New Medicaid chief says recipients should get jobs, pay premiums

The following article by Amy Goldstein of the Washington Post was posted on the StarTribune website March 15, 2017:

Seema Verma, the new administrator of the Centers for Medicare and Medicaid Services, is shown with Vice President Mike Pence after being sworn in Tuesday.

Hours after she was sworn in, the Trump administration’s top official for Medicaid and her boss dispatched a letter to the nation’s governors, urging states to alter the insurance program for poor and disabled people by charging them insurance premiums, requiring them to pay part of emergency room bills and prodding them to get jobs.

The letter, sent Tuesday night by Seema Verma, the new administrator of the Centers for Medicare and Medicaid Services (CMS), and Health and Human Services Secretary Tom Price, also derides the Medicaid expansion that 31 states and the District of Columbia adopted under the Affordable Care Act (ACA).

The expansion, which has extended Medicaid to 11 million people with incomes of up to about $16,000 for a single person or nearly $34,000 for a family of four, “was a clear departure from the core, historical mission of the program,” the letter said.

By giving states greater help with these new beneficiaries, it contends the ACA has “provided states with an incentive to deprioritize the most vulnerable populations.” The three-page letter does not mention that, for the first three years, the federal government paid the entire cost of covering the expansion group and still pays nearly all of that.

The message from Verma and Price signals an initial step toward redesigning the program along lines that conservatives have long favored and that the new Medicaid administrator brought to Indiana as a consultant and the chief architect of broad changes that state first adopted nearly a decade ago. Overall, their letter encourages states to innovate and attain more freedom from federal standards by seeking “waivers” from government rules on the program, which covers 68 million low-income people, including children, pregnant women, and those who are elderly or disabled, as well as adults who merely are poor.

Both officials have in the past railed against a system that requires states to get federal permission to “modernize” their Medicaid programs, but the letter makes no mention of eliminating that requirement.

This impetus for states to rethink their approach to insuring their poor and vulnerable residents comes as House Republicans are debating plans that would rewrite the program in fundamental ways, ending the federal government’s open-ended responsibility in paying for beneficiaries’ costs while abolishing the ACA’s expansion over the next several years.

A particular concern among critics of such conservative directions is the possibility that Medicaid might require people to be employed or training for jobs to qualify for benefits — as the nation’s main welfare program has done for the past two decades. In approving a variety of Medicaid experiments under the ACA, the Obama administration consistently rejected requests from any state that wanted to compel its Medicaid beneficiaries to hold a job.

The letter stops short of urging an outright work requirement, saying that CMS will “review and approve meritorious innovations that build on the human dignity that comes with training, employment and independence.”
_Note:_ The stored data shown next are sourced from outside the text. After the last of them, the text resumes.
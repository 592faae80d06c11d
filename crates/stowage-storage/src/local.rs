use crate::keys::{file_name_of, is_absolute_url, join_url, KeyCodec};
use crate::naming::UploadHooks;
use crate::traits::{PathStorage, PutFileOptions, Storage, StorageError, StorageResult, UploadedFile};
use crate::StorageBackend;
use async_trait::async_trait;
use bytes::Bytes;
use std::io::ErrorKind;
use std::path::{Path, PathBuf};
use tokio::fs;
use tokio::io::AsyncWriteExt;

/// Local filesystem storage implementation
#[derive(Clone)]
pub struct LocalStorage {
    codec: KeyCodec,
    base_url: String,
    hooks: UploadHooks,
}

impl LocalStorage {
    /// Create a new LocalStorage instance
    ///
    /// # Arguments
    /// * `root` - Root directory for file storage (e.g., "/var/lib/stowage/uploads")
    /// * `base_url` - Base URL for serving files (e.g., "http://localhost:3000/uploads")
    pub async fn new(root: impl Into<PathBuf>, base_url: String) -> StorageResult<Self> {
        let root = root.into();

        fs::create_dir_all(&root)
            .await
            .map_err(|e| StorageError::io(&root, e))?;

        let root = fs::canonicalize(&root)
            .await
            .map_err(|e| StorageError::io(&root, e))?;

        Ok(LocalStorage {
            codec: KeyCodec::new(root),
            base_url,
            hooks: UploadHooks::default(),
        })
    }

    pub fn with_hooks(mut self, hooks: UploadHooks) -> Self {
        self.hooks = hooks;
        self
    }

    pub fn root(&self) -> &Path {
        self.codec.root()
    }

    /// Key for a path under the root (the inverse of [`PathStorage::path`])
    pub fn key_for(&self, path: impl AsRef<Path>) -> String {
        self.codec.to_key(path)
    }

    /// Ensure parent directory exists
    async fn ensure_parent_dir(&self, path: &Path) -> StorageResult<()> {
        if let Some(parent) = path.parent() {
            fs::create_dir_all(parent)
                .await
                .map_err(|e| self.io_error(parent, e))?;
        }
        Ok(())
    }

    /// Log unexpected filesystem failures and convert them.
    fn io_error(&self, path: &Path, e: std::io::Error) -> StorageError {
        tracing::error!(
            error = %e,
            path = %path.display(),
            "Local storage IO error"
        );
        StorageError::io(path, e)
    }

    fn not_found_or_io(&self, key: &str, path: &Path, e: std::io::Error) -> StorageError {
        if is_missing(&e) {
            StorageError::NotFound(key.to_string())
        } else {
            self.io_error(path, e)
        }
    }

    async fn record(
        &self,
        key: String,
        path: &Path,
        original_name: String,
        mime_type: Option<String>,
        buffer: Option<Bytes>,
    ) -> StorageResult<UploadedFile> {
        let meta = fs::metadata(path)
            .await
            .map_err(|e| self.io_error(path, e))?;

        Ok(UploadedFile {
            file_name: file_name_of(&key).to_string(),
            original_name,
            size: meta.len(),
            mime_type,
            url: self.get_url(&key),
            full_path: path.display().to_string(),
            key,
            buffer,
        })
    }
}

/// A missing entry, or a path whose parent segment is a regular file.
fn is_missing(e: &std::io::Error) -> bool {
    matches!(e.kind(), ErrorKind::NotFound | ErrorKind::NotADirectory)
}

#[async_trait]
impl Storage for LocalStorage {
    async fn put_file(
        &self,
        data: Vec<u8>,
        key: &str,
        options: PutFileOptions,
    ) -> StorageResult<UploadedFile> {
        let path = self.codec.resolve(key)?;
        let key = self.codec.to_key(&path);
        let start = std::time::Instant::now();

        self.ensure_parent_dir(&path).await?;

        let mut file = fs::File::create(&path)
            .await
            .map_err(|e| self.io_error(&path, e))?;

        file.write_all(&data)
            .await
            .map_err(|e| self.io_error(&path, e))?;

        file.sync_all()
            .await
            .map_err(|e| self.io_error(&path, e))?;

        let original_name = options
            .original_name
            .unwrap_or_else(|| file_name_of(&key).to_string());
        let buffer = options.keep_buffer.then(|| Bytes::from(data));
        let record = self
            .record(key, &path, original_name, options.mime_type, buffer)
            .await?;

        tracing::info!(
            path = %path.display(),
            key = %record.key,
            size_bytes = record.size,
            duration_ms = start.elapsed().as_secs_f64() * 1000.0,
            "Local storage upload successful"
        );

        Ok(record)
    }

    async fn get_file(&self, key: &str) -> StorageResult<Vec<u8>> {
        let path = self.codec.resolve(key)?;
        let start = std::time::Instant::now();

        let data = fs::read(&path)
            .await
            .map_err(|e| self.not_found_or_io(key, &path, e))?;

        tracing::info!(
            path = %path.display(),
            key = %key,
            size_bytes = data.len(),
            duration_ms = start.elapsed().as_secs_f64() * 1000.0,
            "Local storage download successful"
        );

        Ok(data)
    }

    async fn delete_file(&self, key: &str) -> StorageResult<()> {
        let path = self.codec.resolve(key)?;
        let start = std::time::Instant::now();

        fs::remove_file(&path)
            .await
            .map_err(|e| self.not_found_or_io(key, &path, e))?;

        tracing::info!(
            path = %path.display(),
            key = %key,
            duration_ms = start.elapsed().as_secs_f64() * 1000.0,
            "Local storage delete successful"
        );

        Ok(())
    }

    async fn copy_file(&self, from_key: &str, to_key: &str) -> StorageResult<UploadedFile> {
        let from_path = self.codec.resolve(from_key)?;
        let to_path = self.codec.resolve(to_key)?;
        let start = std::time::Instant::now();

        let data = fs::read(&from_path)
            .await
            .map_err(|e| self.not_found_or_io(from_key, &from_path, e))?;

        self.ensure_parent_dir(&to_path).await?;

        fs::write(&to_path, &data)
            .await
            .map_err(|e| self.io_error(&to_path, e))?;

        let to_key = self.codec.to_key(&to_path);
        let original_name = file_name_of(from_key).to_string();
        let record = self
            .record(to_key, &to_path, original_name, None, None)
            .await?;

        tracing::info!(
            from_key = %from_key,
            to_key = %record.key,
            from_path = %from_path.display(),
            to_path = %to_path.display(),
            size_bytes = record.size,
            duration_ms = start.elapsed().as_secs_f64() * 1000.0,
            "Local storage copy successful"
        );

        Ok(record)
    }

    async fn exists(&self, key: &str) -> StorageResult<bool> {
        let path = self.codec.resolve(key)?;
        match fs::try_exists(&path).await {
            Ok(found) => Ok(found),
            Err(e) if is_missing(&e) => Ok(false),
            Err(e) => Err(self.io_error(&path, e)),
        }
    }

    fn get_url(&self, key: &str) -> String {
        if is_absolute_url(key) {
            return key.to_string();
        }
        join_url(&self.base_url, key)
    }

    fn backend_type(&self) -> StorageBackend {
        StorageBackend::Local
    }

    fn hooks(&self) -> &UploadHooks {
        &self.hooks
    }

    fn as_path_storage(&self) -> Option<&dyn PathStorage> {
        Some(self)
    }
}

impl PathStorage for LocalStorage {
    fn path(&self, key: &str) -> StorageResult<PathBuf> {
        self.codec.resolve(key)
    }
}

#[cfg(all(test, feature = "storage-local"))]
mod tests {
    use super::*;
    use tempfile::tempdir;

    async fn storage(dir: &Path) -> LocalStorage {
        LocalStorage::new(dir, "http://localhost:3000/uploads/".to_string())
            .await
            .unwrap()
    }

    #[tokio::test]
    async fn test_local_storage_put_get_delete() {
        let dir = tempdir().unwrap();
        let storage = storage(dir.path()).await;
        let data = b"test data".to_vec();

        let record = storage
            .put_file(data.clone(), "a/b/c.txt", PutFileOptions::new().mime_type("text/plain"))
            .await
            .unwrap();

        assert_eq!(record.key, "a/b/c.txt");
        assert_eq!(record.file_name, "c.txt");
        assert_eq!(record.original_name, "c.txt");
        assert_eq!(record.size, data.len() as u64);
        assert_eq!(record.mime_type.as_deref(), Some("text/plain"));
        assert_eq!(record.url, "http://localhost:3000/uploads/a/b/c.txt");
        assert!(record.buffer.is_none());

        assert_eq!(storage.get_file("a/b/c.txt").await.unwrap(), data);

        storage.delete_file("a/b/c.txt").await.unwrap();
        let result = storage.get_file("a/b/c.txt").await;
        assert!(matches!(result, Err(StorageError::NotFound(_))));
    }

    #[tokio::test]
    async fn test_put_normalizes_key() {
        let dir = tempdir().unwrap();
        let storage = storage(dir.path()).await;

        let record = storage
            .put_file(b"x".to_vec(), "/a//b\\c.txt", PutFileOptions::new().keep_buffer(true))
            .await
            .unwrap();

        assert_eq!(record.key, "a/b/c.txt");
        assert_eq!(record.buffer.as_deref(), Some(&b"x"[..]));
        assert!(storage.root().join("a").join("b").join("c.txt").exists());
    }

    #[tokio::test]
    async fn test_invalid_keys_rejected() {
        let dir = tempdir().unwrap();
        let storage = storage(dir.path()).await;

        let result = storage.get_file("../../../etc/passwd").await;
        assert!(matches!(result, Err(StorageError::InvalidKey(_))));

        let result = storage.delete_file("").await;
        assert!(matches!(result, Err(StorageError::InvalidKey(_))));

        let result = storage.put_file(b"x".to_vec(), "/", PutFileOptions::new()).await;
        assert!(matches!(result, Err(StorageError::InvalidKey(_))));
    }

    #[tokio::test]
    async fn test_delete_nonexistent_is_not_found() {
        let dir = tempdir().unwrap();
        let storage = storage(dir.path()).await;

        let result = storage.delete_file("nonexistent/file.txt").await;
        assert!(matches!(result, Err(StorageError::NotFound(ref k)) if k == "nonexistent/file.txt"));
    }

    #[tokio::test]
    async fn test_local_storage_exists() {
        let dir = tempdir().unwrap();
        let storage = storage(dir.path()).await;

        storage
            .put_file(b"test".to_vec(), "exists.txt", PutFileOptions::new())
            .await
            .unwrap();

        assert!(storage.exists("exists.txt").await.unwrap());
        assert!(!storage.exists("nonexistent.txt").await.unwrap());
    }

    #[tokio::test]
    async fn test_local_storage_copy() {
        let dir = tempdir().unwrap();
        let storage = storage(dir.path()).await;
        let data = b"original content".to_vec();

        storage
            .put_file(data.clone(), "src.txt", PutFileOptions::new())
            .await
            .unwrap();

        let record = storage.copy_file("src.txt", "nested/dst.txt").await.unwrap();

        assert_eq!(record.key, "nested/dst.txt");
        assert_eq!(record.size, data.len() as u64);
        assert_eq!(record.original_name, "src.txt");
        assert_eq!(storage.get_file("nested/dst.txt").await.unwrap(), data);
        assert_eq!(storage.get_file("src.txt").await.unwrap(), data);
    }

    #[tokio::test]
    async fn test_copy_missing_source() {
        let dir = tempdir().unwrap();
        let storage = storage(dir.path()).await;

        let result = storage.copy_file("missing.txt", "dst.txt").await;
        assert!(matches!(result, Err(StorageError::NotFound(_))));
        assert!(!storage.exists("dst.txt").await.unwrap());
    }

    #[tokio::test]
    async fn test_root_under_regular_file_is_io_error() {
        let dir = tempdir().unwrap();
        let blocker = dir.path().join("blocker");
        std::fs::write(&blocker, b"file").unwrap();

        let result = LocalStorage::new(blocker.join("root"), "http://h".to_string()).await;
        assert!(matches!(result, Err(StorageError::Io { ref path, .. }) if path.ends_with("root")));
    }

    #[tokio::test]
    async fn test_get_url() {
        let dir = tempdir().unwrap();
        let storage = storage(dir.path()).await;

        assert_eq!(storage.get_url("/a/b.txt"), "http://localhost:3000/uploads/a/b.txt");
        assert_eq!(
            storage.get_url("https://cdn.example.com/a/b.txt"),
            "https://cdn.example.com/a/b.txt"
        );
    }

    #[tokio::test]
    async fn test_path_capability() {
        let dir = tempdir().unwrap();
        let storage = storage(dir.path()).await;

        let paths = storage.as_path_storage().expect("local storage resolves paths");
        let path = paths.path("x/y.bin").unwrap();
        assert_eq!(path, storage.root().join("x").join("y.bin"));
        assert_eq!(storage.key_for(&path), "x/y.bin");
        assert!(storage.as_signed_url().is_none());
    }
}
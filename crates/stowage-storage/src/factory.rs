#[cfg(feature = "storage-azure")]
use crate::AzureStorage;
#[cfg(feature = "storage-local")]
use crate::LocalStorage;
#[cfg(feature = "storage-s3")]
use crate::S3Storage;
use crate::naming::UploadHooks;
use crate::{Storage, StorageBackend, StorageError, StorageResult};
use sha2::{Digest, Sha256};
use std::collections::HashMap;
use std::sync::{Arc, Mutex};
use stowage_core::BackendSettings;

/// Everything needed to build one backend instance.
#[derive(Clone, Debug)]
pub struct BackendConfig {
    pub settings: BackendSettings,
    pub hooks: UploadHooks,
}

impl BackendConfig {
    pub fn new(settings: BackendSettings) -> Self {
        BackendConfig {
            settings,
            hooks: UploadHooks::default(),
        }
    }

    pub fn with_hooks(mut self, hooks: UploadHooks) -> Self {
        self.hooks = hooks;
        self
    }

    pub fn backend(&self) -> StorageBackend {
        self.settings.backend()
    }
}

/// Parse a backend selector, accepting the usual aliases.
pub fn parse_backend(name: &str) -> StorageResult<StorageBackend> {
    name.parse()
        .map_err(|_| StorageError::UnsupportedBackend(name.to_string()))
}

/// Error for a backend whose cargo feature was not enabled.
#[cfg_attr(
    all(
        feature = "storage-local",
        feature = "storage-s3",
        feature = "storage-azure"
    ),
    allow(dead_code)
)]
pub(crate) fn missing_dependency(backend: StorageBackend) -> StorageError {
    let (feature, package) = match backend {
        StorageBackend::Local => ("storage-local", "tokio/fs"),
        StorageBackend::S3 => ("storage-s3", "object_store/aws"),
        StorageBackend::Azure => ("storage-azure", "object_store/azure"),
    };
    StorageError::MissingDependency {
        backend,
        feature,
        package,
    }
}

/// Create a storage backend from its settings
pub async fn create_storage(config: &BackendConfig) -> StorageResult<Arc<dyn Storage>> {
    config
        .settings
        .validate()
        .map_err(|e| StorageError::Config(e.to_string()))?;

    match config.settings {
        #[cfg(feature = "storage-local")]
        BackendSettings::Local(ref settings) => {
            let storage = LocalStorage::new(settings.root.clone(), settings.base_url.clone())
                .await?
                .with_hooks(config.hooks.clone());
            Ok(Arc::new(storage))
        }

        #[cfg(not(feature = "storage-local"))]
        BackendSettings::Local(_) => Err(missing_dependency(StorageBackend::Local)),

        #[cfg(feature = "storage-s3")]
        BackendSettings::S3(ref settings) => {
            let storage = S3Storage::new(settings)
                .await?
                .with_hooks(config.hooks.clone());
            Ok(Arc::new(storage))
        }

        #[cfg(not(feature = "storage-s3"))]
        BackendSettings::S3(_) => Err(missing_dependency(StorageBackend::S3)),

        #[cfg(feature = "storage-azure")]
        BackendSettings::Azure(ref settings) => {
            let storage = AzureStorage::new(settings)
                .await?
                .with_hooks(config.hooks.clone());
            Ok(Arc::new(storage))
        }

        #[cfg(not(feature = "storage-azure"))]
        BackendSettings::Azure(_) => Err(missing_dependency(StorageBackend::Azure)),
    }
}

#[derive(Clone, Debug, PartialEq, Eq, Hash)]
struct CacheKey {
    backend: StorageBackend,
    settings_digest: String,
    hooks: [usize; 3],
}

impl CacheKey {
    fn for_config(config: &BackendConfig) -> StorageResult<Self> {
        let settings = serde_json::to_vec(&config.settings)
            .map_err(|e| StorageError::Config(format!("Failed to serialize settings: {}", e)))?;
        Ok(CacheKey {
            backend: config.backend(),
            settings_digest: hex::encode(Sha256::digest(&settings)),
            hooks: config.hooks.identity(),
        })
    }
}

/// Builds backends and hands out one shared instance per distinct configuration.
#[derive(Default)]
pub struct StorageFactory {
    cache: Mutex<HashMap<CacheKey, Arc<dyn Storage>>>,
}

impl StorageFactory {
    pub fn new() -> Self {
        Self::default()
    }

    /// Return the cached instance for `config`, creating it on first use.
    ///
    /// Two concurrent first calls may both construct a backend; the first
    /// one inserted wins and is returned to both callers.
    pub async fn get_or_create(&self, config: &BackendConfig) -> StorageResult<Arc<dyn Storage>> {
        let key = CacheKey::for_config(config)?;

        let cached = self.lock()?.get(&key).cloned();
        if let Some(storage) = cached {
            return Ok(storage);
        }

        let storage = create_storage(config).await?;

        tracing::debug!(
            backend = %key.backend,
            settings_digest = %key.settings_digest,
            "Created storage backend"
        );

        let mut cache = self.lock()?;
        Ok(Arc::clone(cache.entry(key).or_insert(storage)))
    }

    /// Drop every cached instance; later calls build fresh ones.
    pub fn clear_cache(&self) -> StorageResult<()> {
        self.lock()?.clear();
        Ok(())
    }

    pub fn len(&self) -> usize {
        self.lock().map(|cache| cache.len()).unwrap_or(0)
    }

    pub fn is_empty(&self) -> bool {
        self.len() == 0
    }

    fn lock(&self) -> StorageResult<std::sync::MutexGuard<'_, HashMap<CacheKey, Arc<dyn Storage>>>> {
        self.cache
            .lock()
            .map_err(|_| StorageError::Config("storage cache lock poisoned".to_string()))
    }
}

#[cfg(test)]
mod tests {
    use super::*;

    #[test]
    fn test_parse_backend() {
        assert_eq!(parse_backend("fs").unwrap(), StorageBackend::Local);
        assert_eq!(parse_backend("objectstore").unwrap(), StorageBackend::S3);
        assert!(matches!(
            parse_backend("ftp"),
            Err(StorageError::UnsupportedBackend(name)) if name == "ftp"
        ));
    }

    #[test]
    fn test_missing_dependency_names_feature_and_package() {
        let err = missing_dependency(StorageBackend::S3);
        assert!(matches!(
            err,
            StorageError::MissingDependency {
                backend: StorageBackend::S3,
                feature: "storage-s3",
                package: "object_store/aws",
            }
        ));
        assert_eq!(
            err.to_string(),
            "Storage backend 's3' is not available: enable the 'storage-s3' feature (object_store/aws)"
        );
        assert!(matches!(
            missing_dependency(StorageBackend::Azure),
            StorageError::MissingDependency {
                package: "object_store/azure",
                ..
            }
        ));
    }

    #[cfg(feature = "storage-local")]
    mod local {
        use super::*;
        use stowage_core::LocalSettings;

        fn config(root: &std::path::Path) -> BackendConfig {
            BackendConfig::new(BackendSettings::Local(LocalSettings {
                root: root.to_path_buf(),
                base_url: "http://localhost/files".to_string(),
            }))
        }

        #[tokio::test]
        async fn test_same_config_shares_instance() {
            let dir = tempfile::tempdir().unwrap();
            let factory = StorageFactory::new();

            let a = factory.get_or_create(&config(dir.path())).await.unwrap();
            let b = factory.get_or_create(&config(dir.path())).await.unwrap();
            assert!(Arc::ptr_eq(&a, &b));
            assert_eq!(factory.len(), 1);
        }

        #[tokio::test]
        async fn test_clear_cache_builds_fresh_instance() {
            let dir = tempfile::tempdir().unwrap();
            let factory = StorageFactory::new();

            let a = factory.get_or_create(&config(dir.path())).await.unwrap();
            factory.clear_cache().unwrap();
            assert!(factory.is_empty());
            let b = factory.get_or_create(&config(dir.path())).await.unwrap();
            assert!(!Arc::ptr_eq(&a, &b));
        }

        #[tokio::test]
        async fn test_distinct_hooks_get_distinct_instances() {
            let dir = tempfile::tempdir().unwrap();
            let factory = StorageFactory::new();
            let hooks = UploadHooks::new().with_file_name(|_, _| Ok("fixed.bin".to_string()));

            let plain = factory.get_or_create(&config(dir.path())).await.unwrap();
            let hooked = factory
                .get_or_create(&config(dir.path()).with_hooks(hooks.clone()))
                .await
                .unwrap();
            let hooked_again = factory
                .get_or_create(&config(dir.path()).with_hooks(hooks))
                .await
                .unwrap();

            assert!(!Arc::ptr_eq(&plain, &hooked));
            assert!(Arc::ptr_eq(&hooked, &hooked_again));
        }

        #[tokio::test]
        async fn test_invalid_settings_are_rejected() {
            let factory = StorageFactory::new();
            let config = BackendConfig::new(BackendSettings::Local(LocalSettings {
                root: std::path::PathBuf::from("/tmp/x"),
                base_url: "not a url".to_string(),
            }));
            assert!(matches!(
                factory.get_or_create(&config).await,
                Err(StorageError::Config(_))
            ));
            assert!(factory.is_empty());
        }
    }
}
Asked late Tuesday whether the Trump administration would allow states to impose work requirements within Medicaid, an HHS spokesman replied, “We can’t speculate.”

Verma was sworn in on Tuesday, a day after the Senate confirmed her nomination by a vote of 55 to 43 along party lines. The vote reflected the deep divisions on Capitol Hill over the Trump administration’s plans for the nation’s health care system. At her confirmation hearing earlier this month, Verma sidestepped the question of whether she would favor a nationwide extension of the unusual Medicaid provisions she helped Indiana’s program secure.

Indiana requires everyone who receives benefits to pay monthly premiums, and their contributions are invested in health savings accounts. Very poor people who do not make the payments are bumped down to a lower tier of coverage, while people with slightly more income are removed from the program.

CMS is a powerhouse within the Department of Health and Human Services, overseeing about $1 trillion in spending on the two vast entitlement programs. For the past seven years, the agency also has carried out most of the implementation of the ACA, which Trump and others in the GOP are working to demolish and replace with more conservative health policies.